Monocular 3D Object Detection Leveraging Accurate Proposals and Shape Reconstruction
This work addresses the problem of accurate 3D object detection from single images for autonomous driving, representing an incremental improvement over existing monocular methods.
The paper tackles monocular 3D object detection by generating accurate 3D proposals from 2D detections and using shape reconstruction with a novel projection alignment loss, achieving state-of-the-art results on the KITTI benchmark for all classes including pedestrians and cyclists.
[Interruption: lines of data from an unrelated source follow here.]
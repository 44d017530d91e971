//! Unicode-normalized cache keys for file paths.
//!
//! macOS reports file names in NFD (decomposed) form while most other sources
//! produce NFC (composed) strings, so the same visible name can arrive with two
//! byte representations:
//!
//! - NFC: `café.jpg`, 'é' is U+00E9
//! - NFD: `café.jpg`, 'e' U+0065 followed by combining acute U+0301
//!
//! Keys are stored in NFC so both spellings share one cache entry. Paths that
//! are not valid UTF-8 are kept byte-for-byte; they are never merged with
//! another path.
//!
//! # Example
//!
//! ```
//! use rustview::library::PathKey;
//! use std::path::Path;
//!
//! let nfc = PathKey::new(Path::new("photos/café.jpg"));
//! let nfd = PathKey::new(Path::new("photos/cafe\u{0301}.jpg"));
//! assert_eq!(nfc, nfd);
//! ```

use std::fmt;
use std::path::{Path, PathBuf};

use unicode_normalization::{is_nfc, UnicodeNormalization};

#[derive(Debug, Clone, PartialEq, Eq, Hash, PartialOrd, Ord)]
enum Repr {
    /// NFC-normalized UTF-8 path.
    Nfc(String),
    /// Exact OS path, for names that are not valid UTF-8.
    Raw(PathBuf),
}

/// Normalized path used as a cache key.
#[derive(Debug, Clone, PartialEq, Eq, Hash, PartialOrd, Ord)]
pub struct PathKey(Repr);

impl PathKey {
    /// Build a key from a path.
    #[must_use]
    pub fn new(path: &Path) -> Self {
        match path.to_str() {
            Some(s) if is_nfc(s) => Self(Repr::Nfc(s.to_owned())),
            Some(s) => Self(Repr::Nfc(s.nfc().collect())),
            None => Self(Repr::Raw(path.to_path_buf())),
        }
    }

    /// The normalized path string, or `None` for a path that is not valid
    /// UTF-8.
    #[must_use]
    pub fn as_str(&self) -> Option<&str> {
        match &self.0 {
            Repr::Nfc(s) => Some(s),
            Repr::Raw(_) => None,
        }
    }

    /// Returns true if the key holds the path's exact bytes rather than a
    /// normalized string.
    #[must_use]
    pub fn is_raw(&self) -> bool {
        matches!(self.0, Repr::Raw(_))
    }
}

impl From<&Path> for PathKey {
    fn from(path: &Path) -> Self {
        Self::new(path)
    }
}

impl fmt::Display for PathKey {
    fn fmt(&self, f: &mut fmt::Formatter<'_>) -> fmt::Result {
        match &self.0 {
            Repr::Nfc(s) => f.write_str(s),
            Repr::Raw(path) => write!(f, "{}", path.display()),
        }
    }
}
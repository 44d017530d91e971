//! Image decoding.
//!
//! The [`Decoder`] trait is the seam between the caching loaders and the
//! codec. [`ImageDecoder`] implements it with the `image` crate; tests plug in
//! counting or failing decoders.

use std::collections::BTreeMap;
use std::fs;
use std::path::Path;
use std::sync::Arc;

use image::{DynamicImage, ImageFormat, ImageReader};

use super::LoadError;
use crate::library::LibraryError;

/// Opaque key/value metadata attached to a decoded image.
pub type ImageMetadata = BTreeMap<String, String>;

/// A fully decoded image.
#[derive(Debug, Clone)]
pub struct DecodedImage {
    /// Decoded pixel buffer.
    pub pixels: DynamicImage,
    /// Container format detected from the file contents.
    pub format: Option<ImageFormat>,
    /// Metadata reported alongside the pixels.
    pub metadata: ImageMetadata,
}

impl DecodedImage {
    /// Wrap a pixel buffer, filling in dimension metadata.
    #[must_use]
    pub fn new(pixels: DynamicImage, format: Option<ImageFormat>) -> Self {
        let mut metadata = ImageMetadata::new();
        metadata.insert("width".to_string(), pixels.width().to_string());
        metadata.insert("height".to_string(), pixels.height().to_string());
        metadata.insert("color_type".to_string(), format!("{:?}", pixels.color()));
        if let Some(format) = format {
            metadata.insert("format".to_string(), format!("{format:?}"));
            metadata.insert("mime".to_string(), format.to_mime_type().to_string());
        }
        Self {
            pixels,
            format,
            metadata,
        }
    }

    /// Width in pixels.
    #[must_use]
    pub fn width(&self) -> u32 {
        self.pixels.width()
    }

    /// Height in pixels.
    #[must_use]
    pub fn height(&self) -> u32 {
        self.pixels.height()
    }
}

/// Turns a file into pixels.
pub trait Decoder: Send + Sync {
    /// Decode the image stored at `path`.
    ///
    /// # Errors
    ///
    /// Returns a [`LoadError`] if the file cannot be read or decoded.
    fn decode(&self, path: &Path) -> Result<DecodedImage, LoadError>;
}

impl<D: Decoder + ?Sized> Decoder for Arc<D> {
    fn decode(&self, path: &Path) -> Result<DecodedImage, LoadError> {
        (**self).decode(path)
    }
}

/// [`Decoder`] backed by the `image` crate, detecting the format from the
/// file contents rather than its extension.
#[derive(Debug, Clone, Copy, Default)]
pub struct ImageDecoder;

impl Decoder for ImageDecoder {
    fn decode(&self, path: &Path) -> Result<DecodedImage, LoadError> {
        let io_err = |e| LoadError::Library(LibraryError::from_io(path, e));

        let reader = ImageReader::open(path)
            .map_err(io_err)?
            .with_guessed_format()
            .map_err(io_err)?;

        let Some(format) = reader.format() else {
            return Err(LoadError::UnsupportedFormat(path.to_path_buf()));
        };

        let pixels = reader.decode().map_err(|source| LoadError::Decode {
            path: path.to_path_buf(),
            source,
        })?;

        let mut decoded = DecodedImage::new(pixels, Some(format));
        if let Ok(meta) = fs::metadata(path) {
            decoded
                .metadata
                .insert("file_size".to_string(), meta.len().to_string());
        }
        Ok(decoded)
    }
}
We present MonoPSR, a monocular 3D object detection method that leverages proposals and shape reconstruction. First, using the fundamental relations of a pinhole camera model, detections from a mature 2D object detector are used to generate a 3D proposal per object in a scene. The 3D location of these proposals prove to be quite accurate, which greatly reduces the difficulty of regressing the final 3D bounding box detection. Simultaneously, a point cloud is predicted in an object centered coordinate system to learn local scale and shape information. However, the key challenge is how to exploit shape information to guide 3D localization. As such, we devise aggregate losses, including a novel projection alignment loss, to jointly optimize these tasks in the neural network to improve 3D localization accuracy. We validate our method on the KITTI benchmark where we set new state-of-the-art results among published monocular methods, including the harder pedestrian and cyclist classes, while maintaining efficient run-time.